As for your specific question, it's hard to say thru a forum without seeing the job. You essentially want a straight run that will be out of the way of other trades and will leave access to things that need it.


----------



## MechanicalDVR (Dec 29, 2007)

Dizzykidd said:


> I'm not bad at bending conduit when someone tells me exactly where to go but I struggle when I have to come up with my own route. I do it the way that seems best and then more experienced guys will tell me how they would've done it different. There way always seems so much better. So how do you guys figure out your route for conduit?


Try shortest distance and fewest bends.


----------



## Majewski (Jan 8, 2016)

MechanicalDVR said:


> Try shortest distance and fewest bends.


Yup!!! Or ask some oldie where they'd do it first!?


----------



## TGGT (Oct 28, 2012)

Depends also on location. Exposed or hidden? I had to tell a guy recently to forget all the commercial habits he's developed. All the eyeballing and "close enough" wasn't cutting it in an exposed, eye level install.

On the flipside, this past summer I was running conduit in a ceiling of a high security building that was very difficult to remove and reinstall. Every piece had to go back in a particular order and could take up to 40 minutes depending on how much we took down. I opted for rigid because supporting was going to be very difficult even though I could have run emt. We only opened the ceiling where was necessary and I can tell you there was almost no regard for aesthetics.

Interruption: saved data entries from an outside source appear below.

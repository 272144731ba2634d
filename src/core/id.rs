//! Peer identifier types.

use std::{fmt, str::FromStr};

use primitive_types::U256;

use crate::core::error::IdError;

/// A 160-bit peer identifier, ordered by its unsigned numeric value.
///
/// The bytes are stored big-endian so the derived ordering is the numeric ordering. Range
/// arithmetic is done on [`U256`], which holds every bucket bound up to and including `2^160`.
#[derive(Debug, Clone, Copy, Default, PartialEq, Eq, PartialOrd, Ord, Hash)]
pub struct Id {
    bytes: [u8; Self::BYTES],
}

impl Id {
    /// The size of the identifier in bytes.
    pub const BYTES: usize = 20;

    /// The size of the identifier in bits.
    pub const BITS: u32 = 20 * 8;

    /// Creates a new identifier from the supplied big-endian bytes.
    pub fn new(bytes: [u8; Self::BYTES]) -> Self {
        Id { bytes }
    }

    /// Returns the big-endian bytes backing the identifier.
    pub fn bytes(&self) -> [u8; Self::BYTES] {
        self.bytes
    }

    /// Convenience function for working with small identifiers (toy spaces, tests).
    pub fn from_u64(raw: u64) -> Self {
        let mut bytes = [0u8; Self::BYTES];
        bytes[Self::BYTES - 8..].copy_from_slice(&raw.to_be_bytes());

        Self { bytes }
    }

    #[doc(hidden)]
    /// Convenience function for generating random identifiers during testing.
    pub fn rand() -> Self {
        use rand::{thread_rng, Fill};

        let mut rng = thread_rng();
        let mut bytes = [0u8; Self::BYTES];
        let _res = bytes.try_fill(&mut rng);
        debug_assert!(_res.is_ok());

        Self { bytes }
    }

    /// Returns the numeric value of the identifier.
    pub fn value(&self) -> U256 {
        U256::from_big_endian(&self.bytes)
    }

    /// Builds an identifier from a numeric value, `None` if it doesn't fit in [`Id::BITS`].
    pub fn from_value(value: U256) -> Option<Self> {
        if value.bits() > Self::BITS as usize {
            return None;
        }

        let mut wide = [0u8; 32];
        value.to_big_endian(&mut wide);

        let mut bytes = [0u8; Self::BYTES];
        bytes.copy_from_slice(&wide[32 - Self::BYTES..]);

        Some(Self { bytes })
    }

    /// Parses the fixed-width hexadecimal form of an identifier in a `bits`-wide space.
    ///
    /// The text must hold exactly `ceil(bits / 4)` hex digits (either case, no prefix) and its
    /// value must be below `2^bits`. Nothing is coerced: any other input is an error.
    pub fn from_hex(text: &str, bits: u32) -> Result<Self, IdError> {
        if bits == 0 || bits > Self::BITS {
            return Err(IdError::UnsupportedWidth(bits));
        }

        if text.is_empty() {
            return Err(IdError::Empty);
        }

        let mut value = U256::zero();
        let mut digits = 0;
        for (index, c) in text.chars().enumerate() {
            let digit = c
                .to_digit(16)
                .ok_or(IdError::InvalidDigit { index, found: c })?;

            // At most 40 digits make it past the length check below, the shift can't overflow.
            if digits < hex_digits(Self::BITS) {
                value = (value << 4u32) | U256::from(digit);
            }
            digits += 1;
        }

        let expected = hex_digits(bits);
        if digits != expected {
            return Err(IdError::InvalidLength {
                expected,
                actual: digits,
            });
        }

        if value.bits() > bits as usize {
            return Err(IdError::Overflow { bits });
        }

        Self::from_value(value).ok_or(IdError::Overflow { bits })
    }

    /// Renders the identifier as fixed-width lowercase hex for a `bits`-wide space.
    ///
    /// Identifiers too large for the requested width are rendered with all their significant
    /// digits rather than truncated.
    pub fn to_hex(&self, bits: u32) -> String {
        let full = hex::encode(self.bytes);
        let significant = hex_digits(self.value().bits() as u32);
        let digits = hex_digits(bits).max(significant).clamp(1, full.len());

        full[full.len() - digits..].to_owned()
    }
}

/// The number of hex digits needed to write a `bits`-wide value.
pub(crate) fn hex_digits(bits: u32) -> usize {
    (bits as usize + 3) / 4
}

impl fmt::Display for Id {
    fn fmt(&self, f: &mut fmt::Formatter<'_>) -> fmt::Result {
        f.write_str(&self.to_hex(Self::BITS))
    }
}

impl FromStr for Id {
    type Err = IdError;

    fn from_str(s: &str) -> Result<Self, Self::Err> {
        Self::from_hex(s, Self::BITS)
    }
}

As far as finding paths, try to get eye level, sometimes pathways that look great from the ground have a lot of obstacles, like those triangle purlin braces that don't always line up just right. Could be the difference of running above, or below the purlin. Above may be easier, faster, but hung below might look nicer and easier to match if there will be additional conduits.


----------



## macmikeman (Jan 23, 2007)

I sit cross legged lotus style on the bundles of pipe and spend 30 minutes chanting Ommmmmm ommmmmmmm ommmmmmmm just loud enough for the conduit to hear me. It practically runs itself after that.......:yes:


----------



## five.five-six (Apr 9, 2013)

macmikeman said:


> I sit cross legged lotus style on the bundles of pipe and spend 30 minutes chanting Ommmmmm ommmmmmmm ommmmmmmm just loud enough for the conduit to hear me. It practically runs itself after that.......:yes:


Like this?


----------



## telsa (May 22, 2015)

I just throw it up and pray.


----------



## five.five-six (Apr 9, 2013)

I try to figure what will take the least work and look the best. Most times the least work will look the best but not always.


----------



## MechanicalDVR (Dec 29, 2007)

macmikeman said:


> I sit cross legged lotus style on the bundles of pipe and spend 30 minutes chanting Ommmmmm ommmmmmmm ommmmmmmm just loud enough for the conduit to hear me. It practically runs itself after that.......:yes:


I have found the ommm method is resistant to the watt or amp method...


----------



## 99cents (Aug 20, 2012)

Everybody is a pipe snob. There isn't a part of our trade where you will be criticized more harshly.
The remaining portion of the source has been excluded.